Saved data entries:
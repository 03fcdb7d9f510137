//! Database initialization
//!
//! Opens (or creates) the SQLite database and brings the schema up to date.
//! Every statement is idempotent, so this is safe to run on each start.

use crate::Result;
use sqlx::sqlite::{SqliteConnectOptions, SqliteJournalMode, SqlitePoolOptions};
use sqlx::SqlitePool;
use std::path::Path;
use std::str::FromStr;
use std::time::Duration;
use tracing::info;

/// Current schema version recorded in `schema_version`
pub const SCHEMA_VERSION: i64 = 1;

/// How long a connection waits on a locked database before reporting it;
/// longer waits are handled by `retry_on_lock` with backoff
const BUSY_TIMEOUT: Duration = Duration::from_millis(250);

/// Initialize database connection and create tables if needed
pub async fn init_database(db_path: &Path) -> Result<SqlitePool> {
    let newly_created = !db_path.exists();

    if let Some(parent) = db_path.parent() {
        std::fs::create_dir_all(parent)?;
    }

    // WAL allows concurrent readers alongside the single writer
    let options = SqliteConnectOptions::new()
        .filename(db_path)
        .create_if_missing(true)
        .journal_mode(SqliteJournalMode::Wal)
        .foreign_keys(true)
        .busy_timeout(BUSY_TIMEOUT);

    let pool = SqlitePoolOptions::new()
        .max_connections(10)
        .min_connections(1)
        .connect_with(options)
        .await?;

    if newly_created {
        info!("Initialized new database: {}", db_path.display());
    } else {
        info!("Opened existing database: {}", db_path.display());
    }

    create_schema(&pool).await?;

    Ok(pool)
}

/// Single-connection in-memory database with the full schema
///
/// Each SQLite in-memory connection is its own database, so the pool is
/// pinned to one connection that is never recycled.
pub async fn init_memory_database() -> Result<SqlitePool> {
    let options = SqliteConnectOptions::from_str("sqlite::memory:")?
        .foreign_keys(true)
        .busy_timeout(BUSY_TIMEOUT);

    let pool = SqlitePoolOptions::new()
        .max_connections(1)
        .min_connections(1)
        .idle_timeout(None)
        .max_lifetime(None)
        .connect_with(options)
        .await?;

    create_schema(&pool).await?;

    Ok(pool)
}

/// Create every table and index used by the intake service
pub async fn create_schema(pool: &SqlitePool) -> Result<()> {
    create_schema_version_table(pool).await?;
    create_submissions_table(pool).await?;
    create_submission_audit_table(pool).await?;
    create_rate_limit_counters_table(pool).await?;
    create_candidates_table(pool).await?;

    sqlx::query("INSERT OR IGNORE INTO schema_version (version) VALUES (?)")
        .bind(SCHEMA_VERSION)
        .execute(pool)
        .await?;

    info!("Database schema ready (version {})", SCHEMA_VERSION);
    Ok(())
}

async fn create_schema_version_table(pool: &SqlitePool) -> Result<()> {
    sqlx::query(
        r#"
        CREATE TABLE IF NOT EXISTS schema_version (
            version INTEGER PRIMARY KEY,
            applied_at TIMESTAMP NOT NULL DEFAULT CURRENT_TIMESTAMP
        )
        "#,
    )
    .execute(pool)
    .await?;

    Ok(())
}

/// Submissions: one row per accepted, non-duplicate intake attempt
///
/// The CHECK constraints mirror the status/rejection/reviewer invariants.
/// The partial unique index on `fingerprint` is the authoritative duplicate
/// guard; rows rejected because analysis failed stay out of it so the
/// submitter can retry the same image.
async fn create_submissions_table(pool: &SqlitePool) -> Result<()> {
    sqlx::query(
        r#"
        CREATE TABLE IF NOT EXISTS submissions (
            id TEXT PRIMARY KEY,
            municipality_code TEXT NOT NULL,
            municipality_name TEXT NOT NULL,
            ip_hash TEXT NOT NULL,
            device_hash TEXT,
            submitter_email TEXT,
            image_url TEXT NOT NULL,
            fingerprint TEXT NOT NULL,
            content_hash TEXT NOT NULL,
            raw_extraction TEXT,
            extracted_fields TEXT,
            confidence_score REAL CHECK (confidence_score IS NULL OR (confidence_score >= 0.0 AND confidence_score <= 1.0)),
            status TEXT NOT NULL CHECK (status IN ('pending', 'auto_approved', 'approved', 'rejected')),
            rejection_code TEXT,
            rejection_reason TEXT,
            validation_breakdown TEXT,
            reviewer_id TEXT,
            reviewed_at TEXT,
            created_at TEXT NOT NULL,
            CHECK (status NOT IN ('approved', 'auto_approved') OR rejection_reason IS NULL),
            CHECK (status != 'rejected' OR rejection_reason IS NOT NULL),
            CHECK ((reviewer_id IS NULL) = (reviewed_at IS NULL))
        )
        "#,
    )
    .execute(pool)
    .await?;

    sqlx::query(
        r#"
        CREATE UNIQUE INDEX IF NOT EXISTS idx_submissions_fingerprint
        ON submissions(fingerprint)
        WHERE rejection_code IS NULL OR rejection_code NOT IN ('upstream_unavailable', 'analysis_failed')
        "#,
    )
    .execute(pool)
    .await?;

    sqlx::query(
        "CREATE INDEX IF NOT EXISTS idx_submissions_content_hash ON submissions(content_hash)",
    )
    .execute(pool)
    .await?;

    sqlx::query(
        "CREATE INDEX IF NOT EXISTS idx_submissions_status ON submissions(status, municipality_code, created_at)",
    )
    .execute(pool)
    .await?;

    Ok(())
}

/// Append-only audit events for a submission
async fn create_submission_audit_table(pool: &SqlitePool) -> Result<()> {
    sqlx::query(
        r#"
        CREATE TABLE IF NOT EXISTS submission_audit (
            id INTEGER PRIMARY KEY AUTOINCREMENT,
            submission_id TEXT NOT NULL REFERENCES submissions(id) ON DELETE CASCADE,
            event TEXT NOT NULL,
            detail TEXT,
            created_at TEXT NOT NULL
        )
        "#,
    )
    .execute(pool)
    .await?;

    sqlx::query(
        "CREATE INDEX IF NOT EXISTS idx_submission_audit_submission ON submission_audit(submission_id)",
    )
    .execute(pool)
    .await?;

    Ok(())
}

/// Quota counters, one row per (identifier, action, UTC day)
async fn create_rate_limit_counters_table(pool: &SqlitePool) -> Result<()> {
    sqlx::query(
        r#"
        CREATE TABLE IF NOT EXISTS rate_limit_counters (
            identifier_type TEXT NOT NULL,
            identifier_hash TEXT NOT NULL,
            action_type TEXT NOT NULL,
            window_start TEXT NOT NULL,
            count INTEGER NOT NULL DEFAULT 0 CHECK (count >= 0),
            updated_at TEXT NOT NULL,
            PRIMARY KEY (identifier_type, identifier_hash, action_type, window_start)
        )
        "#,
    )
    .execute(pool)
    .await?;

    sqlx::query(
        "CREATE INDEX IF NOT EXISTS idx_rate_limit_counters_window ON rate_limit_counters(window_start)",
    )
    .execute(pool)
    .await?;

    Ok(())
}

/// Published candidate records keyed by (municipality, normalized name)
async fn create_candidates_table(pool: &SqlitePool) -> Result<()> {
    sqlx::query(
        r#"
        CREATE TABLE IF NOT EXISTS candidates (
            municipality_code TEXT NOT NULL,
            normalized_name TEXT NOT NULL,
            display_name TEXT NOT NULL,
            first_name TEXT,
            last_name TEXT NOT NULL,
            role_hint TEXT,
            party TEXT,
            list_name TEXT,
            program_statements TEXT NOT NULL DEFAULT '[]',
            provenance TEXT NOT NULL,
            source_submission_id TEXT REFERENCES submissions(id) ON DELETE SET NULL,
            created_at TEXT NOT NULL,
            updated_at TEXT NOT NULL,
            PRIMARY KEY (municipality_code, normalized_name)
        )
        "#,
    )
    .execute(pool)
    .await?;

    Ok(())
}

#### Task item
An exact copy of the lines from the one containing "provenance TEXT NOT" through the end of the entries is required, and nothing beyond them.

#### Response to the task
            provenance TEXT NOT NULL,
            source_submission_id TEXT REFERENCES submissions(id) ON DELETE SET NULL,
            created_at TEXT NOT NULL,
            updated_at TEXT NOT NULL,
            PRIMARY KEY (municipality_code, normalized_name)
        )
        "#,
    )
    .execute(pool)
    .await?;

    Ok(())
}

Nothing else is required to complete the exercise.